## WHAT THE EXERCISE ASKS:
Each line below with the string "TransportError" should be copied.

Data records
━━━━━━━━━━━━━━━━━━━━━━━━━━━━━━
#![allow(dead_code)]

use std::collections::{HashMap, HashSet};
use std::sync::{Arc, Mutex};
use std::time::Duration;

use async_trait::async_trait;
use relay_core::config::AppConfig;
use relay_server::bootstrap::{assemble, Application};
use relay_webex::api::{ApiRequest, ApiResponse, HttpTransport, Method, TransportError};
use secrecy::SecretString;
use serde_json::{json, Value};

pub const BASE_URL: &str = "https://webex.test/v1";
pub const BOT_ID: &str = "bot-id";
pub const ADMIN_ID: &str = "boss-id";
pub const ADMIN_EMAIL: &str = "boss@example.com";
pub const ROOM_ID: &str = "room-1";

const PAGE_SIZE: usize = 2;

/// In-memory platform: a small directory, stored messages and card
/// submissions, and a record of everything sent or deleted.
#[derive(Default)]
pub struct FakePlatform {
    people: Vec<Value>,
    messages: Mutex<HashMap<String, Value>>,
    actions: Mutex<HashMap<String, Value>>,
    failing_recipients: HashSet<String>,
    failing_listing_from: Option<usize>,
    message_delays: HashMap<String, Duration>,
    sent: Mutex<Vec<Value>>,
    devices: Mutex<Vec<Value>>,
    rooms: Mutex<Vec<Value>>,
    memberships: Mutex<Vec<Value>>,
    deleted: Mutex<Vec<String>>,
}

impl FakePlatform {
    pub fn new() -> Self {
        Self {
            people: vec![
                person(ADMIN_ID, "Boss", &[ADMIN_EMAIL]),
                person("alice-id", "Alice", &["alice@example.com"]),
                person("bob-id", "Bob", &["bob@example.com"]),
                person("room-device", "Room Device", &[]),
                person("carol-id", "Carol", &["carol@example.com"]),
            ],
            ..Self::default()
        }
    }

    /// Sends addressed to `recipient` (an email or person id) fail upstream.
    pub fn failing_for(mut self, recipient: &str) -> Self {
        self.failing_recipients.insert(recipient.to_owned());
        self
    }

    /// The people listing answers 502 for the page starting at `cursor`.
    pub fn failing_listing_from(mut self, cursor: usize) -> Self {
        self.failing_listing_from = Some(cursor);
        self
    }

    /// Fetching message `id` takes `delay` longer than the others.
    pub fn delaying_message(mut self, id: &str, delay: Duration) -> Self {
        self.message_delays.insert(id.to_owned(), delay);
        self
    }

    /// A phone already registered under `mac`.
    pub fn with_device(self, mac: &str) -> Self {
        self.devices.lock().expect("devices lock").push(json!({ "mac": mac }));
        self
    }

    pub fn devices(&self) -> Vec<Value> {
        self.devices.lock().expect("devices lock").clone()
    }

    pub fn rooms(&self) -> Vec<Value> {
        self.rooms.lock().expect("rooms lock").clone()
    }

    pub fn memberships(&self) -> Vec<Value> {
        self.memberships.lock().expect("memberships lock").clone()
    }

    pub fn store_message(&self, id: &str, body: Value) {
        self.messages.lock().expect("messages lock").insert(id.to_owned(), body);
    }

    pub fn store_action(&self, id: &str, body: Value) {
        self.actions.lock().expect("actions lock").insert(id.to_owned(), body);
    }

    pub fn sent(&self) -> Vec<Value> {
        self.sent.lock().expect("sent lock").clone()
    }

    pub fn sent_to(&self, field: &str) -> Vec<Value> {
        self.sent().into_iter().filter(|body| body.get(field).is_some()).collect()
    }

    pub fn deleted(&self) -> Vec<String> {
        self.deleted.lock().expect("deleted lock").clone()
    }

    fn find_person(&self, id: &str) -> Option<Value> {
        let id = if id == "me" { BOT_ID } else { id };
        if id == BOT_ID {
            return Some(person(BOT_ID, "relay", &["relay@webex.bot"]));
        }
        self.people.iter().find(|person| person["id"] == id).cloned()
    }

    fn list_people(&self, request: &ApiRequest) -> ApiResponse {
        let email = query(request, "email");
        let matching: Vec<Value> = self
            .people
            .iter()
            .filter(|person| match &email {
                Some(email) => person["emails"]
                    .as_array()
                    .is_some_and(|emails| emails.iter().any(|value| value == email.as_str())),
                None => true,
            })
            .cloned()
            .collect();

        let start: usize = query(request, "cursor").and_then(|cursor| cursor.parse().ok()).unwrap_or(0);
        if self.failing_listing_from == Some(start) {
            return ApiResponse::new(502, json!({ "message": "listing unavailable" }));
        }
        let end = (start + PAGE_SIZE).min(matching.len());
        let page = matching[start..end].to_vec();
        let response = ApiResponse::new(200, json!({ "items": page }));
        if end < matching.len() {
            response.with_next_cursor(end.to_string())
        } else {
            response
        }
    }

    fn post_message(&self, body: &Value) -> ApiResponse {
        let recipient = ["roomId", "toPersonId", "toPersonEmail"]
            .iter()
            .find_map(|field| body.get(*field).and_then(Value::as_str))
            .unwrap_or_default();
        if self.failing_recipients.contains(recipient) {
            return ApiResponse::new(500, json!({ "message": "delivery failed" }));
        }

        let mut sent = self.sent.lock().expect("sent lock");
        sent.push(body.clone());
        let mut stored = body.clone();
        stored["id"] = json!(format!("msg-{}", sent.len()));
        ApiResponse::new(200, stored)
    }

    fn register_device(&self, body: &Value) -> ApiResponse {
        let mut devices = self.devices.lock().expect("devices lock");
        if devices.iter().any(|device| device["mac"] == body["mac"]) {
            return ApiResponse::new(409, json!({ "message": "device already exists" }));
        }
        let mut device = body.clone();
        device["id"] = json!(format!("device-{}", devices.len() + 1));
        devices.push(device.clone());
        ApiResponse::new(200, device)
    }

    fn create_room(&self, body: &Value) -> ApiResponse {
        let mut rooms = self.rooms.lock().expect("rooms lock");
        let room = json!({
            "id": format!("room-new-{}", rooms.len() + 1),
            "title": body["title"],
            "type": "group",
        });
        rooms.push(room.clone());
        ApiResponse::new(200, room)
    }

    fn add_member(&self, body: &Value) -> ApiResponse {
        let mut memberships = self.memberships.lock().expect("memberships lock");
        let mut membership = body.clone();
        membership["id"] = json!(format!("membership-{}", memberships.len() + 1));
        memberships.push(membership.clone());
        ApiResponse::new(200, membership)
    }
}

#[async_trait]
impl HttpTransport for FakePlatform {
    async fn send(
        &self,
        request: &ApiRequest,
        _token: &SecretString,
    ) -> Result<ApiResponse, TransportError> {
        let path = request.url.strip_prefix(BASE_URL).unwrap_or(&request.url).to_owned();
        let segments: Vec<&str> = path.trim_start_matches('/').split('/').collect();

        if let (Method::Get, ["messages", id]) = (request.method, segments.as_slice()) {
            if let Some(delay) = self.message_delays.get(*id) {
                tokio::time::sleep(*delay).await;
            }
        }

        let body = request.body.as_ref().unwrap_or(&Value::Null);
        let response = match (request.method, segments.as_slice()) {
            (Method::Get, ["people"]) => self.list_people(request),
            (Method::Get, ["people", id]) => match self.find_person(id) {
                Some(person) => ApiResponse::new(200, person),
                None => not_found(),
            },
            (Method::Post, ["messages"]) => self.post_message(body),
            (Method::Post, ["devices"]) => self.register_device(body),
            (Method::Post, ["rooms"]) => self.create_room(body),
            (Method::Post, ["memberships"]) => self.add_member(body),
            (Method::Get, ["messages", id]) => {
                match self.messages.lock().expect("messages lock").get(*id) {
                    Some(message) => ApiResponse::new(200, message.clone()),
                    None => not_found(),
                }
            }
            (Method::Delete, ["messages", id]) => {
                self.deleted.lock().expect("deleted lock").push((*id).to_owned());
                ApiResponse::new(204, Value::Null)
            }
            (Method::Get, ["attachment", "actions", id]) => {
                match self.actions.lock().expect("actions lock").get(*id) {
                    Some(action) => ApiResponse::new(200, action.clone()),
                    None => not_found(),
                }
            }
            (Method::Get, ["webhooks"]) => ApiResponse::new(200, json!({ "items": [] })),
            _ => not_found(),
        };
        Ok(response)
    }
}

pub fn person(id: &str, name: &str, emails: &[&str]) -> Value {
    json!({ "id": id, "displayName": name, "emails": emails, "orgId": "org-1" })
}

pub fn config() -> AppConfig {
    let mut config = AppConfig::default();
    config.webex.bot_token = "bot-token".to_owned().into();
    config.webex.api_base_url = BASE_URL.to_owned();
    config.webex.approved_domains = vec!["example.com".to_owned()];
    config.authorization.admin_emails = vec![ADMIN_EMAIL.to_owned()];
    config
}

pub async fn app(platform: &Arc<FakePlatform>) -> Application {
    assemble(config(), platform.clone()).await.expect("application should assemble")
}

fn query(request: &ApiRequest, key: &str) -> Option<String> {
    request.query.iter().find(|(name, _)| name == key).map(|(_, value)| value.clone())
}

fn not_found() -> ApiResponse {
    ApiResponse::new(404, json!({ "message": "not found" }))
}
━━━━━━━━━━━━━━━━━━━━━━━━━━━━━━
## EXERCISE OUTPUT:
use relay_webex::api::{ApiRequest, ApiResponse, HttpTransport, Method, TransportError};
    ) -> Result<ApiResponse, TransportError> {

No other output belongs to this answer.